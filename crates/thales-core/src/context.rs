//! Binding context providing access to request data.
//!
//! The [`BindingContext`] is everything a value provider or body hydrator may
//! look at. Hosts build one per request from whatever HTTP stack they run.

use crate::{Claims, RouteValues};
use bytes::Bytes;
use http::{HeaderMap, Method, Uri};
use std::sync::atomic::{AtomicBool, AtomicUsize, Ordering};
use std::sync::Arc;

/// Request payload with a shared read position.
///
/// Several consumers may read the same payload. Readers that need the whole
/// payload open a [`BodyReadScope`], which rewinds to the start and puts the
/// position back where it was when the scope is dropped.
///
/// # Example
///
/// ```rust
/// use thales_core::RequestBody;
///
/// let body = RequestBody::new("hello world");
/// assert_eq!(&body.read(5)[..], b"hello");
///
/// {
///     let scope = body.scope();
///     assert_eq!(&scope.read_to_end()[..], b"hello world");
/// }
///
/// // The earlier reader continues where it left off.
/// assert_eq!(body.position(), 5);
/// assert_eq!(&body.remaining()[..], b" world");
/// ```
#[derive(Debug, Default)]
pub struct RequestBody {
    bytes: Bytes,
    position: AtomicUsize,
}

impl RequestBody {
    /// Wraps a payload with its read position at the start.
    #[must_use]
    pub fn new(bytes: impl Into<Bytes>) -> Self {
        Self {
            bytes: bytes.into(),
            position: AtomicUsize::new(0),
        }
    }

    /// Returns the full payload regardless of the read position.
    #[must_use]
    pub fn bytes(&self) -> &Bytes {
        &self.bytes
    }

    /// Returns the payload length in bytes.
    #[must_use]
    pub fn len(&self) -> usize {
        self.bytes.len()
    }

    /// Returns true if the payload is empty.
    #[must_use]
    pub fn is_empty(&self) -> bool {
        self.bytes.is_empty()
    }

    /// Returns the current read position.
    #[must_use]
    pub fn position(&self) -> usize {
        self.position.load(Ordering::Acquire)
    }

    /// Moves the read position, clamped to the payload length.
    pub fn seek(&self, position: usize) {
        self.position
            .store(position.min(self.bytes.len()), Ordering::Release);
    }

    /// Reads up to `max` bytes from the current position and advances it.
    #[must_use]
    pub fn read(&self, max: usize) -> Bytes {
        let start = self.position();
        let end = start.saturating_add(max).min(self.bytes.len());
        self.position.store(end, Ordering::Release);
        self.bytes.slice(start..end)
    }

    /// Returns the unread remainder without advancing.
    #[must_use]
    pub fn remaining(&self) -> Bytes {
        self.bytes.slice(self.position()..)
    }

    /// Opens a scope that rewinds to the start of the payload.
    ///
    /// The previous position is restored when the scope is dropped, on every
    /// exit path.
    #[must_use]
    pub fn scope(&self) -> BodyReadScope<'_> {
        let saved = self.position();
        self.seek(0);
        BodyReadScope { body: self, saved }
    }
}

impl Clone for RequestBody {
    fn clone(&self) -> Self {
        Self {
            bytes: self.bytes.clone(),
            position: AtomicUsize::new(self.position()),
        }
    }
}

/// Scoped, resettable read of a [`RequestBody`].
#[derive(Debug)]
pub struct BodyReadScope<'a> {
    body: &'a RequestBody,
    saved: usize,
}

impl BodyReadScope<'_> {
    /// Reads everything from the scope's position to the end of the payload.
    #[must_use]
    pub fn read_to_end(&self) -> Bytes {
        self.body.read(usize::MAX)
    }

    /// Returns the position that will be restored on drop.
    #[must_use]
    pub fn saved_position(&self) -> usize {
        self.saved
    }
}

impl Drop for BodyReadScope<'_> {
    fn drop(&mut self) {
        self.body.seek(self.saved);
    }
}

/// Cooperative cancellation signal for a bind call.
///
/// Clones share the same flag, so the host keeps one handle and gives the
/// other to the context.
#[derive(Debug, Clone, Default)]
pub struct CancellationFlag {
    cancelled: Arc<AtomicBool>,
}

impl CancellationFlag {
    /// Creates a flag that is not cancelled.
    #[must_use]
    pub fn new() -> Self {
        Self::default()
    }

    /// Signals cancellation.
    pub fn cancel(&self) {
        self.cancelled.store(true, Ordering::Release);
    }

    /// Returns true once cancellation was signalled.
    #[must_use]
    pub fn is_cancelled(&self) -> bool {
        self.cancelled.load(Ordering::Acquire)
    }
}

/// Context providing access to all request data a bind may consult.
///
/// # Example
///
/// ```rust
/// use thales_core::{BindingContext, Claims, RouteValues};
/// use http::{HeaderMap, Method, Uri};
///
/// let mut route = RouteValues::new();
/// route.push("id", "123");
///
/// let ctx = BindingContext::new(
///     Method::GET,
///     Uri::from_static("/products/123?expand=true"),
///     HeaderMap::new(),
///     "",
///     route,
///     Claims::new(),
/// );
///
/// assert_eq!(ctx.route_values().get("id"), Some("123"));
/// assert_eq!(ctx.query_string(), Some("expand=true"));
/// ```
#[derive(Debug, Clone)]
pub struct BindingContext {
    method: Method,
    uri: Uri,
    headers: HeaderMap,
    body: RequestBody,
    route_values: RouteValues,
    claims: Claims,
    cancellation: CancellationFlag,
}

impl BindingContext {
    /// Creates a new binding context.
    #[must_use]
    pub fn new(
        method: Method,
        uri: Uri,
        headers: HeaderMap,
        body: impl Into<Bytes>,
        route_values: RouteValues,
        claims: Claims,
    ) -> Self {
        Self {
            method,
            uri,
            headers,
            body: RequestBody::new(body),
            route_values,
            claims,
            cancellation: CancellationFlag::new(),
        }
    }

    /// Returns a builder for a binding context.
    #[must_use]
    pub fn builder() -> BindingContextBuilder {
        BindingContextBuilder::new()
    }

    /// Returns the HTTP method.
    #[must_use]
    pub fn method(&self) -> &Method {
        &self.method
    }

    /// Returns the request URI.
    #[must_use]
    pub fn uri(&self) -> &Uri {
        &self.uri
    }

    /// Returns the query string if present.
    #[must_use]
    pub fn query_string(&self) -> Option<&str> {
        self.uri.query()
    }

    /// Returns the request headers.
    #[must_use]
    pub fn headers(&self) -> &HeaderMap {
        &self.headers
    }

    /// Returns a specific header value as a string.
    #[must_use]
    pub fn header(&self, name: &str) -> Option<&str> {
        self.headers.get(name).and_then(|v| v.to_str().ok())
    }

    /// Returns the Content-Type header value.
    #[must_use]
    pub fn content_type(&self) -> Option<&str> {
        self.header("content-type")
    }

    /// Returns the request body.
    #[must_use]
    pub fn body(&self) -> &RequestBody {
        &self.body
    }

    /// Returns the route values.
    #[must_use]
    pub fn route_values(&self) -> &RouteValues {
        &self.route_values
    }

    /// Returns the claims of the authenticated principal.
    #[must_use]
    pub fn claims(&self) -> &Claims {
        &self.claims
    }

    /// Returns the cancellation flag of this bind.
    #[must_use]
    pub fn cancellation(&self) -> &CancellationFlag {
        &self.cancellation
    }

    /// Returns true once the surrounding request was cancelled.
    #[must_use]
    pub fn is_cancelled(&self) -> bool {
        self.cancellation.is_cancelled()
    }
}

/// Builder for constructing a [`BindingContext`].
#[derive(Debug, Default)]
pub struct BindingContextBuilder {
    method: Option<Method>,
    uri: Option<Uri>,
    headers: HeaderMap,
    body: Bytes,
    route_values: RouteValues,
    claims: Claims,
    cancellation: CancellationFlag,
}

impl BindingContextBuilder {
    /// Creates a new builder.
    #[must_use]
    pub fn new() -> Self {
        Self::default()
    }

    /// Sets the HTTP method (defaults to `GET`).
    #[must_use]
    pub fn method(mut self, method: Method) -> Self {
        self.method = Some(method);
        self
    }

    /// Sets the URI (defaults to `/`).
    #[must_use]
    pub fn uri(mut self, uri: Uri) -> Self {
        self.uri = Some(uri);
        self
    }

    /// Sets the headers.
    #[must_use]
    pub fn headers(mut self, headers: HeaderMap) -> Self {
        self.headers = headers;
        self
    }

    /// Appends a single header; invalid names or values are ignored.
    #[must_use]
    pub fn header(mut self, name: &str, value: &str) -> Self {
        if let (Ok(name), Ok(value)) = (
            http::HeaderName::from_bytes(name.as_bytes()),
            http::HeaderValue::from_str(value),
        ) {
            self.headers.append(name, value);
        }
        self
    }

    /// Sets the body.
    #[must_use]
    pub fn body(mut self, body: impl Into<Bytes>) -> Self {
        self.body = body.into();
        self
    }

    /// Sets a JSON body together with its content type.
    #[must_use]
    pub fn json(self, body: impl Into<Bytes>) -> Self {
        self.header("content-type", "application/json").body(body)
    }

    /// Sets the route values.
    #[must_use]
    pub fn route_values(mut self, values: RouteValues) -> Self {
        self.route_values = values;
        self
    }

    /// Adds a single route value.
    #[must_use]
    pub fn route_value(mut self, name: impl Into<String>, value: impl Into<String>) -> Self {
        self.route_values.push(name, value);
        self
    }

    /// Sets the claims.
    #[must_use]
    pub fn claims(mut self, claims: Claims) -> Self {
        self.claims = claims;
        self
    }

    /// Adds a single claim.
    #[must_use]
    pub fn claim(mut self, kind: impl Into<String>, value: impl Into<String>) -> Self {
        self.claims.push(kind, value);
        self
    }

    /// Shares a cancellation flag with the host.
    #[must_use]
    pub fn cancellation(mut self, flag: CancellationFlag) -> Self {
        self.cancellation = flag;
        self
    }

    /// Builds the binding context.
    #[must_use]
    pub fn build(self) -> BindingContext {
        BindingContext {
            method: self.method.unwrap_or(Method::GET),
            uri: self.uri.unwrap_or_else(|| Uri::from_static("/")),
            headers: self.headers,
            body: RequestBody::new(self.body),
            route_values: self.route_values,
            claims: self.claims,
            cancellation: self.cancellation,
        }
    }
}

· · · ·

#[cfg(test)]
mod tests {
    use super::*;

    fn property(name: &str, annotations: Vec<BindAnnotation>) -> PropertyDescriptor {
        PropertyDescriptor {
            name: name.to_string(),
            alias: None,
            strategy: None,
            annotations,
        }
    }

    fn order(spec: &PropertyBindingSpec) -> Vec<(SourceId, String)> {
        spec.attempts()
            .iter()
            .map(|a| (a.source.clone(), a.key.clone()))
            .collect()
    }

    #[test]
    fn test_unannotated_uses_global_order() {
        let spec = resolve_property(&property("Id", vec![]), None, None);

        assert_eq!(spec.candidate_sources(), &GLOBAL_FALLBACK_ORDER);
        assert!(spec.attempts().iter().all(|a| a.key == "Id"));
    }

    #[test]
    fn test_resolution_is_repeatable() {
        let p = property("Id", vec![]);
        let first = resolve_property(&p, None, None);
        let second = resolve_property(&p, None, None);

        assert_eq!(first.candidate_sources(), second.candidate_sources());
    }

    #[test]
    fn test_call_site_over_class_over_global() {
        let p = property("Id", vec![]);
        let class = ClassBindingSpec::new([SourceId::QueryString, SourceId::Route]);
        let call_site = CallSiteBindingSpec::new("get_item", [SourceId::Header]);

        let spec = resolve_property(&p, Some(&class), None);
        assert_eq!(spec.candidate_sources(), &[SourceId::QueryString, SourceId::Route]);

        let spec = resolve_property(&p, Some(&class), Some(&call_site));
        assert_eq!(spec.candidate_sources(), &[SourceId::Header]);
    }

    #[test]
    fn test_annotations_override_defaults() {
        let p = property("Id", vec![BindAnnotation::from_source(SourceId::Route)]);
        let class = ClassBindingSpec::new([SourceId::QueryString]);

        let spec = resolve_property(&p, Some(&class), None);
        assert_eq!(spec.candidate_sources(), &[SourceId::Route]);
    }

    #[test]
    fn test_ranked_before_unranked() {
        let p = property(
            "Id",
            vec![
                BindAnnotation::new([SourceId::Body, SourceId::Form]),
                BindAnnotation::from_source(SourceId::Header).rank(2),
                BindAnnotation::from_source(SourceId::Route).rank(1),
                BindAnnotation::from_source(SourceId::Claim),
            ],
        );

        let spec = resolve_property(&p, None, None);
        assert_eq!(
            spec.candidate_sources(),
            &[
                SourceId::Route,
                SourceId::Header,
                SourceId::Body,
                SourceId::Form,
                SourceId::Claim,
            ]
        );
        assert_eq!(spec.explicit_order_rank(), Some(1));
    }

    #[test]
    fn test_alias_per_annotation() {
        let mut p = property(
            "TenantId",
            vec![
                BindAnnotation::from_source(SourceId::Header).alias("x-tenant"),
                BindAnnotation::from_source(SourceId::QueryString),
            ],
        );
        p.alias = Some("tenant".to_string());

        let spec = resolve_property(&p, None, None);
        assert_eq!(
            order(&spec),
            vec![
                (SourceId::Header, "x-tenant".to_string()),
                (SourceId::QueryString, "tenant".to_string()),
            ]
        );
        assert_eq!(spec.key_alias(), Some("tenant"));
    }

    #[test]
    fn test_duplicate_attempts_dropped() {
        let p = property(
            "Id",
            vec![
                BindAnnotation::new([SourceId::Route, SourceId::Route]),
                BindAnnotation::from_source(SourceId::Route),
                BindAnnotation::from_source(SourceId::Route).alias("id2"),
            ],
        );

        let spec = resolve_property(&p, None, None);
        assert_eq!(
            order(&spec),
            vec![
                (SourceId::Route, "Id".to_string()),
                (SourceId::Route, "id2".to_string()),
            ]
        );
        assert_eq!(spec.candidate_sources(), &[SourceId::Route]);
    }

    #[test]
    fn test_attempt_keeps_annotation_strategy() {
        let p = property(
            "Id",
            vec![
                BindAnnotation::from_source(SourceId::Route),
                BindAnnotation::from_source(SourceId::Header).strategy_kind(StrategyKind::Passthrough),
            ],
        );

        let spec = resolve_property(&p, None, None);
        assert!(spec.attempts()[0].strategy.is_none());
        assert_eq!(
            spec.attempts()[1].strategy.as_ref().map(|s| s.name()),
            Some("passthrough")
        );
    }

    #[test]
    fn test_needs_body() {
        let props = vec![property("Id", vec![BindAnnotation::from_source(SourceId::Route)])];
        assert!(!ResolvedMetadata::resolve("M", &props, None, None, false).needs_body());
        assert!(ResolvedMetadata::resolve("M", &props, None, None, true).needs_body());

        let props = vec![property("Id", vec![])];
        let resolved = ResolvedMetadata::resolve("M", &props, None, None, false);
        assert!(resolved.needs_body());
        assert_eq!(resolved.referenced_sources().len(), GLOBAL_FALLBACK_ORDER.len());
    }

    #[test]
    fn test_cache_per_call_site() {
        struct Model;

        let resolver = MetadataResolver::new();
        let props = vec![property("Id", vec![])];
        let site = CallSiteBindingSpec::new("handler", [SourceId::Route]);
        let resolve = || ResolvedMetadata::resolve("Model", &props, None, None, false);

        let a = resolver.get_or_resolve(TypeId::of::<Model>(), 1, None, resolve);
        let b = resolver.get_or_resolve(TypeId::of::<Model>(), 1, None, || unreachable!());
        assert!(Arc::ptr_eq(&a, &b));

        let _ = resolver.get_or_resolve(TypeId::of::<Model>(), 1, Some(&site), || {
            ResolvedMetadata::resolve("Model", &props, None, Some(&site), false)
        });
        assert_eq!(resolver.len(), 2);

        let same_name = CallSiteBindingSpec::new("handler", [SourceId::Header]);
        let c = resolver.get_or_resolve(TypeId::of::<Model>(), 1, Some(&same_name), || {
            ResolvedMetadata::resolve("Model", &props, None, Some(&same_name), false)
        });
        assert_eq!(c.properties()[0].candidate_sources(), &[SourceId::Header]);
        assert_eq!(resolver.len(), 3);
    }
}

· · · ·

Check each line of the data for "BindingContextBuilder". Copy the lines where it turns up.

SOLUTION BELOW —
    pub fn builder() -> BindingContextBuilder {
        BindingContextBuilder::new()
pub struct BindingContextBuilder {
impl BindingContextBuilder {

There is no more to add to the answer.